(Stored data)

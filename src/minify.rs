use std::time::Instant;

use camino::Utf8Path;

use crate::cache::{Bundled, CacheStatus, Store};
use crate::config::Options;
use crate::core::Group;
use crate::error::CacheError;
use crate::graph::Dependencies;
use crate::inline::{self, Head};
use crate::io::as_overhead;
use crate::queue::{AssetQueue, InlineData, build_queue};
use crate::rewrite::{bundle_handle, rewrite};
use crate::source::site_path;
use crate::transform::{CommandTransform, Transform};

/// The outcome of bundling one group.
#[derive(Debug, Clone, PartialEq, Eq)]
pub struct GroupBundle {
    pub group: Group,
    /// Handle of the registered bundle asset.
    pub handle: String,
    /// Handles folded into the bundle, in emission order.
    pub members: Vec<String>,
    pub bundled: Bundled,
}

/// Everything a single [`Minifier::minify`] run did.
#[derive(Debug, Clone, Default, PartialEq, Eq)]
pub struct Summary {
    pub bundles: Vec<GroupBundle>,
    /// Number of inline payloads hooked into the head.
    pub inline: usize,
}

impl Summary {
    pub fn count(&self, status: CacheStatus) -> usize {
        self.bundles
            .iter()
            .filter(|bundle| bundle.bundled.status == status)
            .count()
    }
}

/// Where a requested handle ends up.
#[derive(Debug, Clone, Copy, PartialEq, Eq)]
pub enum Placement {
    Bundled(Group),
    NotBundled,
}

/// Read-only view of what bundling would do to the current request queue.
#[derive(Debug, Clone, Default, PartialEq, Eq)]
pub struct Report {
    pub entries: Vec<(String, Placement)>,
}

/// Bundles the requested assets of a dependency graph.
///
/// A `Minifier` holds the options, the cache [`Store`] and the [`Transform`]
/// used on a cache miss. It keeps no per-page state, so one instance serves
/// any number of renders; each render passes its own graph and head.
///
/// # Example
///
/// ```rust,no_run
/// use bundlecache::{Asset, Dependencies, Head, Minifier, Options};
///
/// let options = Options::new().home_url("https://example.com");
/// let minifier = Minifier::with_command(options, "public");
///
/// let mut scripts = Dependencies::scripts().with_base_url("https://example.com");
/// scripts.register(Asset::new("jquery").src("/js/jquery.js").ver("3.7"));
/// scripts.register(Asset::new("app").src("/js/app.js").ver("1").deps(["jquery"]));
/// scripts.enqueue("app");
///
/// let mut head = Head::new();
/// let summary = minifier.minify(&mut scripts, &mut head);
/// assert_eq!(summary.bundles.len(), 1);
/// ```
pub struct Minifier<T: Transform = CommandTransform> {
    options: Options,
    store: Store,
    transform: T,
}

impl Minifier<CommandTransform> {
    /// Set up a minifier that pipes sources found under `root` through
    /// `esbuild`.
    pub fn with_command(options: Options, root: impl AsRef<Utf8Path>) -> Self {
        let transform =
            CommandTransform::new(root.as_ref()).timeout(options.timeout_duration());
        Self::new(options, transform)
    }

    /// Load options from a JSON file and set up an `esbuild` minifier.
    pub fn from_file(path: impl AsRef<Utf8Path>, root: impl AsRef<Utf8Path>) -> anyhow::Result<Self> {
        let options = Options::from_file(path)?;
        Ok(Self::with_command(options, root))
    }
}

impl<T: Transform> Minifier<T> {
    pub fn new(options: Options, transform: T) -> Self {
        let store = Store::new(
            options.cache_dir.clone(),
            options.cache_url.clone(),
            options.minify_url.clone(),
        );

        Self {
            options,
            store,
            transform,
        }
    }

    pub fn options(&self) -> &Options {
        &self.options
    }

    pub fn store(&self) -> &Store {
        &self.store
    }

    /// Resolve the requested and forced handles into per-group queues.
    ///
    /// Bundles registered by an earlier run are never folded into a new one.
    /// Does not touch the graph, so it is safe to call for diagnostics.
    pub fn asset_queue(&self, graph: &Dependencies) -> (AssetQueue, InlineData) {
        let own = self.bundle_prefix(graph);
        let mut ignore = self.options.ignore.clone();
        ignore.extend(
            graph
                .registered()
                .filter(|asset| asset.handle.starts_with(&own))
                .map(|asset| asset.handle.clone()),
        );

        build_queue(graph, &ignore, &self.options.force)
    }

    /// Common start of every bundle handle this minifier registers in `graph`.
    fn bundle_prefix(&self, graph: &Dependencies) -> String {
        format!("{}-{}-", self.options.prefix, graph.kind())
    }

    /// Run the whole pipeline on `graph`.
    ///
    /// Each group is replaced by one bundle asset pointing at a cached file or
    /// at the on-the-fly endpoint, the graph is rewired to depend on the
    /// bundles, and the inline payloads are hooked into `head`. Nothing here
    /// fails the render: problems degrade to uncached bundles.
    pub fn minify(&self, graph: &mut Dependencies, head: &mut Head) -> Summary {
        let s = Instant::now();
        let span = tracing::info_span!("minify", kind = %graph.kind());
        let _enter = span.enter();

        let (queue, inline) = self.asset_queue(graph);
        let mut summary = Summary::default();

        for (group, members) in queue.groups() {
            if members.is_empty() {
                continue;
            }

            let handle = bundle_handle(&self.options.prefix, graph, group);

            let bundled = {
                let graph = &*graph;
                let sources = || -> Vec<String> {
                    members
                        .handles()
                        .filter_map(|member| site_path(graph, member, &self.options.home_url))
                        .collect()
                };

                self.store.get_or_build(
                    graph.kind(),
                    members,
                    sources,
                    &self.transform,
                    self.options.cache,
                )
            };

            rewrite(graph, group, members, &handle, bundled.url.clone());

            summary.bundles.push(GroupBundle {
                group,
                handle,
                members: members.handles().map(str::to_string).collect(),
                bundled,
            });
        }

        summary.inline = inline.len();
        inline::register(head, inline);

        tracing::info!(
            "Bundled {} groups ({} cached, {} built, {} uncached) {}",
            summary.bundles.len(),
            summary.count(CacheStatus::Hit),
            summary.count(CacheStatus::Stored),
            summary.count(CacheStatus::Uncached),
            as_overhead(s)
        );

        summary
    }

    /// Classify every requested handle without changing the graph.
    ///
    /// Bundle handles from an earlier run are left out.
    pub fn report(&self, graph: &Dependencies) -> Report {
        let (queue, _) = self.asset_queue(graph);
        let own = self.bundle_prefix(graph);

        let entries = graph
            .queue
            .iter()
            .filter(|handle| !handle.starts_with(&own))
            .map(|handle| {
                let placement = match queue.group_of(handle) {
                    Some(group) => Placement::Bundled(group),
                    None => Placement::NotBundled,
                };
                (handle.clone(), placement)
            })
            .collect();

        Report { entries }
    }

    /// Delete every cached bundle. Returns the number of files removed.
    pub fn clear_cache(&self) -> Result<usize, CacheError> {
        self.store.clear()
    }
}
//! Partitioning of the resolved traversal into per-group queues.

use std::collections::HashSet;

use crate::core::Group;
use crate::graph::Dependencies;
use crate::resolve::resolve_grouped;

/// A queued asset: the pair that feeds the fingerprint.
#[derive(Debug, Clone, PartialEq, Eq)]
pub struct QueueEntry {
    pub handle: String,
    pub version: Option<String>,
}

/// Ordered, duplicate-free queue of one group.
#[derive(Debug, Clone, Default, PartialEq, Eq)]
pub struct GroupQueue {
    entries: Vec<QueueEntry>,
}

impl GroupQueue {
    fn push(&mut self, entry: QueueEntry) {
        if !self.contains(&entry.handle) {
            self.entries.push(entry);
        }
    }

    pub fn entries(&self) -> &[QueueEntry] {
        &self.entries
    }

    pub fn handles(&self) -> impl Iterator<Item = &str> {
        self.entries.iter().map(|entry| entry.handle.as_str())
    }

    pub fn contains(&self, handle: &str) -> bool {
        self.entries.iter().any(|entry| entry.handle == handle)
    }

    pub fn len(&self) -> usize {
        self.entries.len()
    }

    pub fn is_empty(&self) -> bool {
        self.entries.is_empty()
    }
}

/// Resolved queue of a whole graph, groups in first-seen order.
#[derive(Debug, Clone, Default, PartialEq, Eq)]
pub struct AssetQueue {
    groups: Vec<(Group, GroupQueue)>,
}

impl AssetQueue {
    fn group_mut(&mut self, group: Group) -> &mut GroupQueue {
        let index = match self.groups.iter().position(|(g, _)| *g == group) {
            Some(index) => index,
            None => {
                self.groups.push((group, GroupQueue::default()));
                self.groups.len() - 1
            }
        };

        &mut self.groups[index].1
    }

    pub fn get(&self, group: Group) -> Option<&GroupQueue> {
        self.groups
            .iter()
            .find(|(g, _)| *g == group)
            .map(|(_, queue)| queue)
    }

    pub fn groups(&self) -> impl Iterator<Item = (Group, &GroupQueue)> {
        self.groups.iter().map(|(group, queue)| (*group, queue))
    }

    /// The group a handle was queued in, if any.
    pub fn group_of(&self, handle: &str) -> Option<Group> {
        self.groups()
            .find(|(_, queue)| queue.contains(handle))
            .map(|(group, _)| group)
    }

    pub fn is_empty(&self) -> bool {
        self.groups.iter().all(|(_, queue)| queue.is_empty())
    }
}

/// Inline payloads of queued assets, keyed by handle in first-seen order.
#[derive(Debug, Clone, Default, PartialEq, Eq)]
pub struct InlineData {
    entries: Vec<(String, String)>,
}

impl InlineData {
    fn insert(&mut self, handle: &str, data: &str) {
        if !self.entries.iter().any(|(h, _)| h == handle) {
            self.entries.push((handle.to_string(), data.to_string()));
        }
    }

    pub fn iter(&self) -> impl Iterator<Item = (&str, &str)> {
        self.entries.iter().map(|(h, d)| (h.as_str(), d.as_str()))
    }

    pub fn len(&self) -> usize {
        self.entries.len()
    }

    pub fn is_empty(&self) -> bool {
        self.entries.is_empty()
    }
}

/// Resolve the requested and forced handles and split them into groups.
///
/// Ignored handles are dropped, along with their payloads. Dependencies of an
/// ignored asset are still queued if something reaches them. Handles the host
/// already marked done are left out too.
///
/// Each handle lands in the earliest group of anything depending on it, not
/// necessarily the group it was registered in.
///
/// This only reads the graph, so it can be called as often as needed.
pub fn build_queue(
    graph: &Dependencies,
    ignore: &HashSet<String>,
    force: &[String],
) -> (AssetQueue, InlineData) {
    let roots = graph
        .queue
        .iter()
        .chain(force.iter())
        .map(String::as_str);

    let mut queue = AssetQueue::default();
    let mut inline = InlineData::default();

    for (handle, group) in resolve_grouped(graph, roots) {
        if ignore.contains(&handle) {
            tracing::debug!(handle = %handle, "ignored");
            continue;
        }

        if graph.is_done(&handle) {
            continue;
        }

        let Some(asset) = graph.get(&handle) else {
            continue;
        };

        queue.group_mut(group).push(QueueEntry {
            handle: asset.handle.clone(),
            version: asset.ver.clone(),
        });

        if let Some(data) = asset.data.as_deref().filter(|data| !data.is_empty()) {
            inline.insert(&asset.handle, data);
        }
    }

    (queue, inline)
}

Problem statement
From the records above, print exactly the lines that run from the line with "pub fn contains(&self, handle: &str)" to the line with "fn group_mut(&mut self, group: Group)", inclusive.

Response to this task
    pub fn contains(&self, handle: &str) -> bool {
        self.entries.iter().any(|entry| entry.handle == handle)
    }

    pub fn len(&self) -> usize {
        self.entries.len()
    }

    pub fn is_empty(&self) -> bool {
        self.entries.is_empty()
    }
}

/// Resolved queue of a whole graph, groups in first-seen order.
#[derive(Debug, Clone, Default, PartialEq, Eq)]
pub struct AssetQueue {
    groups: Vec<(Group, GroupQueue)>,
}

impl AssetQueue {
    fn group_mut(&mut self, group: Group) -> &mut GroupQueue {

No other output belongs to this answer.